There are a few reasons that the catalog sales market is all fired up. First, streaming provides a basis for rights holders to turn a continuous profit, even off of old songs. In the older, album-oriented market, new albums naturally made up the greater portion of sales. Streaming, however, has consolidated the concept of paying for music and the act of listening to it. The catalogs of famous artists with long tenures command a steady demand on streaming services, which in turn leads to revenue.
Second, once the pandemic hit, the marketplace began looking for an investment opportunity that could generate stable returns while also having little to do with other forms of investment like stocks and real estate. This is where the first and second reasons overlap. This past October, private equity corporation Blackstone invested $1 billion into this venture via Hipgnosis, a music copyright investment company. The record labels are also jumping onto the bandwagon, securing catalogs in the face of the rising importance of revenue from streaming. From the perspective of the labels, social media platforms like TikTok have become inseparable from the music, and acquiring as diverse a portfolio of catalogs as possible is a big help when signing licensing contracts within their industry.

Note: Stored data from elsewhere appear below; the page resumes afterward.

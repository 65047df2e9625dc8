//! Development server.
//!
//! A lightweight HTTP server for local development, built on `tiny_http`:
//!
//! - Static file serving from the build output directory
//! - Automatic `index.html` resolution for directories
//! - The authoring API under `/<admin.route>/api/` (development mode only)
//! - File watching and auto-rebuild (via `watch` module)
//! - Graceful shutdown on Ctrl+C
//!
//! # Architecture
//!
//! ```text
//! ┌─────────────────┐     ┌──────────────────┐
//! │   Main Thread   │     │  Watcher Thread  │
//! │  (HTTP Server)  │     │  (File Monitor)  │
//! └────────┬────────┘     └────────┬─────────┘
//!          │                       │
//!          ▼                       ▼
//!    Serve files             Detect changes
//!    Admin API writes ──────► Trigger rebuild
//!    content files
//! ```

use crate::{
    admin::api::AdminApi,
    build::build_site,
    config::{SiteConfig, cfg},
    log,
    watch::watch_for_changes_blocking,
};
use anyhow::{Context, Result, bail};
use std::{
    fs,
    io::{Cursor, Read},
    net::SocketAddr,
    path::Path,
    sync::Arc,
};
use tiny_http::{Header, Request, Response, Server, StatusCode};

/// Try binding to port, retry with incremented port if in use
const MAX_PORT_RETRIES: u16 = 10;

// ============================================================================
// Server Entry Point
// ============================================================================

/// Start the development server with optional file watching.
///
/// This function:
/// 1. Binds to the configured interface and port (with auto-retry on port conflict)
/// 2. Sets up Ctrl+C handler for graceful shutdown
/// 3. Spawns file watcher thread (if enabled)
/// 4. Enters the main request handling loop
///
/// The server blocks until Ctrl+C is received.
pub fn serve_site() -> Result<()> {
    let c = cfg();
    let interface: std::net::IpAddr = c.serve.interface.parse()?;
    let base_port = c.serve.port;

    let (server, addr) = try_bind_port(interface, base_port, MAX_PORT_RETRIES)?;
    let server = Arc::new(server);

    // Set up Ctrl+C handler for graceful shutdown
    let server_for_signal = Arc::clone(&server);
    ctrlc::set_handler(move || {
        log!("serve"; "shutting down...");
        server_for_signal.unblock();
    })
    .context("Failed to set Ctrl+C handler")?;

    log!("serve"; "http://{}", addr);

    let api = if c.admin_enabled() {
        log!("admin"; "http://{}/{}/", addr, c.admin.route());
        Some(AdminApi::new(&c)?)
    } else {
        None
    };

    // Spawn file watcher thread
    if c.serve.watch {
        std::thread::spawn(move || {
            if let Err(err) = watch_for_changes_blocking() {
                log!("watch"; "{err}");
            }
        });
    }

    // Handle requests in main thread (blocks until Ctrl+C)
    for request in server.incoming_requests() {
        // Re-load config on each request to pick up hot-reloaded changes
        let config = cfg();
        let api_route = api
            .as_ref()
            .and_then(|api| Some((api, api_path(request.url(), config.admin.route())?)));

        let result = match api_route {
            Some((api, path)) => handle_api(request, api, &path, &config),
            None => handle_request(request, &config),
        };
        if let Err(e) = result {
            log!("serve"; "request error: {e}");
        }
    }

    Ok(())
}

/// Try to bind to a port, retrying with incremented port numbers if in use.
fn try_bind_port(
    interface: std::net::IpAddr,
    base_port: u16,
    max_retries: u16,
) -> Result<(Server, SocketAddr)> {
    let mut last_error = None;
    for offset in 0..max_retries {
        let port = base_port.saturating_add(offset);
        let addr = SocketAddr::new(interface, port);

        match Server::http(addr) {
            Ok(server) => {
                if offset > 0 {
                    log!("serve"; "port {} in use, using {} instead", base_port, port);
                }
                return Ok((server, addr));
            }
            Err(e) => last_error = Some(e),
        }
    }
    bail!(
        "Failed to bind after {} attempts (ports {}-{}): {}",
        max_retries,
        base_port,
        base_port.saturating_add(max_retries - 1),
        last_error.map(|e| e.to_string()).unwrap_or_default()
    )
}

// ============================================================================
// Request Handling
// ============================================================================

/// Strip the query string and URL-decode a request path.
fn decode_path(url: &str) -> String {
    let path = url.split('?').next().unwrap_or(url);
    urlencoding::decode(path)
        .map(std::borrow::Cow::into_owned)
        .unwrap_or_default()
}

/// Path below `/<route>/api/`, if the request targets the authoring API.
fn api_path(url: &str, route: &str) -> Option<String> {
    let path = decode_path(url);
    let rest = path.trim_start_matches('/').strip_prefix(route)?;
    rest.strip_prefix("/api/").map(str::to_owned)
}

/// Handle a static file request.
///
/// Request resolution order:
/// 1. Exact file match → serve file
/// 2. Directory with index.html → serve index.html
/// 3. Nothing found → 404
fn handle_request(request: Request, config: &SiteConfig) -> Result<()> {
    let url_path = decode_path(request.url());
    let request_path = url_path.trim_matches('/');
    if request_path.split('/').any(|part| part == "..") {
        return serve_not_found(request);
    }
    let local_path = config.build.output.join(request_path);

    if local_path.is_file() {
        return serve_file(request, &local_path);
    }

    let index_path = local_path.join("index.html");
    if index_path.is_file() {
        return serve_file(request, &index_path);
    }

    serve_not_found(request)
}

/// Handle an authoring API request. Writes rebuild the site unless the
/// watcher is running, which picks the change up itself.
fn handle_api(mut request: Request, api: &AdminApi, path: &str, config: &SiteConfig) -> Result<()> {
    let mut body = Vec::new();
    request
        .as_reader()
        .read_to_end(&mut body)
        .context("Failed to read request body")?;

    let method = request.method().clone();
    let response = api.handle(&method, path, &body);
    log!("admin"; "{} {} → {}", method, path, response.status);

    if response.wrote
        && !config.serve.watch
        && let Err(err) = build_site(config)
    {
        log!("error"; "rebuild failed: {err:#}");
    }

    let json = serde_json::to_string(&response.body)?;
    let response = Response::from_string(json)
        .with_status_code(StatusCode(response.status))
        .with_header(header("Content-Type", "application/json; charset=utf-8")?);
    request.respond(response)?;
    Ok(())
}

// ============================================================================
// Response Helpers
// ============================================================================

fn header(name: &str, value: &str) -> Result<Header> {
    Header::from_bytes(name, value).map_err(|()| anyhow::anyhow!("invalid header `{name}`"))
}

/// Serve a file with appropriate content type.
fn serve_file(request: Request, path: &Path) -> Result<()> {
    let content = fs::read(path).with_context(|| format!("Failed to read {}", path.display()))?;
    let content_type = guess_content_type(path);

    let response = Response::from_data(content).with_header(header("Content-Type", content_type)?);

    request.respond(response)?;
    Ok(())
}

/// Serve 404 Not Found response.
fn serve_not_found(request: Request) -> Result<()> {
    let response = Response::new(
        StatusCode(404),
        vec![header("Content-Type", "text/plain")?],
        Cursor::new("404 Not Found"),
        Some(13),
        None,
    );
    request.respond(response)?;
    Ok(())
}

// ============================================================================
// Content Type Detection
// ============================================================================

/// Guess MIME content type from file extension.
///
/// Returns `application/octet-stream` for unknown extensions.
fn guess_content_type(path: &Path) -> &'static str {
    match path.extension().and_then(|e| e.to_str()) {
        // Web content
        Some("html" | "htm") => "text/html; charset=utf-8",
        Some("css") => "text/css; charset=utf-8",
        Some("js" | "mjs") => "application/javascript; charset=utf-8",
        Some("json") => "application/json; charset=utf-8",
        Some("xml") => "application/xml; charset=utf-8",

        // Images
        Some("svg") => "image/svg+xml",
        Some("png") => "image/png",
        Some("jpg" | "jpeg") => "image/jpeg",
        Some("gif") => "image/gif",
        Some("webp") => "image/webp",
        Some("avif") => "image/avif",
        Some("ico") => "image/x-icon",

        // Fonts
        Some("woff") => "font/woff",
        Some("woff2") => "font/woff2",
        Some("ttf") => "font/ttf",
        Some("otf") => "font/otf",

        Some("txt") => "text/plain; charset=utf-8",

        _ => "application/octet-stream",
    }
}

#[cfg(test)]
mod tests {
    use super::*;

    #[test]
    fn test_api_path() {
        assert_eq!(api_path("/admin/api/schema", "admin").as_deref(), Some("schema"));
        assert_eq!(
            api_path("/admin/api/collections/people/ada?x=1", "admin").as_deref(),
            Some("collections/people/ada")
        );
        assert_eq!(
            api_path("/admin/api/images/people/my%20face.png", "admin").as_deref(),
            Some("images/people/my face.png")
        );
        assert_eq!(api_path("/admin/", "admin"), None);
        assert_eq!(api_path("/people/", "admin"), None);
        assert_eq!(api_path("/administrator/api/schema", "admin"), None);
    }

    #[test]
    fn test_decode_path() {
        assert_eq!(decode_path("/people/?t=1"), "/people/");
        assert_eq!(decode_path("/a%20b/"), "/a b/");
    }

    #[test]
    fn test_guess_content_type() {
        assert_eq!(guess_content_type(Path::new("a.html")), "text/html; charset=utf-8");
        assert_eq!(guess_content_type(Path::new("a.png")), "image/png");
        assert_eq!(guess_content_type(Path::new("a.bin")), "application/octet-stream");
    }
}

Third, most of the artists selling their catalogs at the moment are those who had secured considerable rights to the music they made in the 1970s and ’80s. Since then, labels have tightened the terms and conditions they offer to newer artists, more often keeping the rights to the masters for themselves, which are directly related to the profits to be made. That’s what sparked the debate around the issue of artists not having the rights to their own music—a problem of the era that Taylor Swift is working to solve in the most direct way possible.
In short, music copyright has become a product that generates sizeable profits, and so there are obviously now many artists who are ready to sell. And the headlines have continued into 2022: At the very beginning of the new year, Warner Music Group purchased David Bowie’s entire catalog for $250 million. There’s also talks of deals taking place with relatively young artists like John Legend; Phil Collins and Sting are predicted to be the next big names to sell. No one can say for sure how hot the market will get, but there’s no clearer example of how streaming has changed the music industry.
TRIVIA
Hipgnosis Songs Fund
Hipgnosis is a music-related intellectual property investment and management company founded in the United Kingdom in 2018. As of September last year, they had $1.5 billion in capital and a music catalog evaluated at over $2 billion. They’re also the ones who bought the rights to Neil Young’s and the Red Hot Chili Peppers’ music. Of the 190 tracks on Spotify that have been streamed over one billion times each, 47 of them belong to Hipgnosis, as do 51 of Rolling Stone’s 500 greatest songs of all time.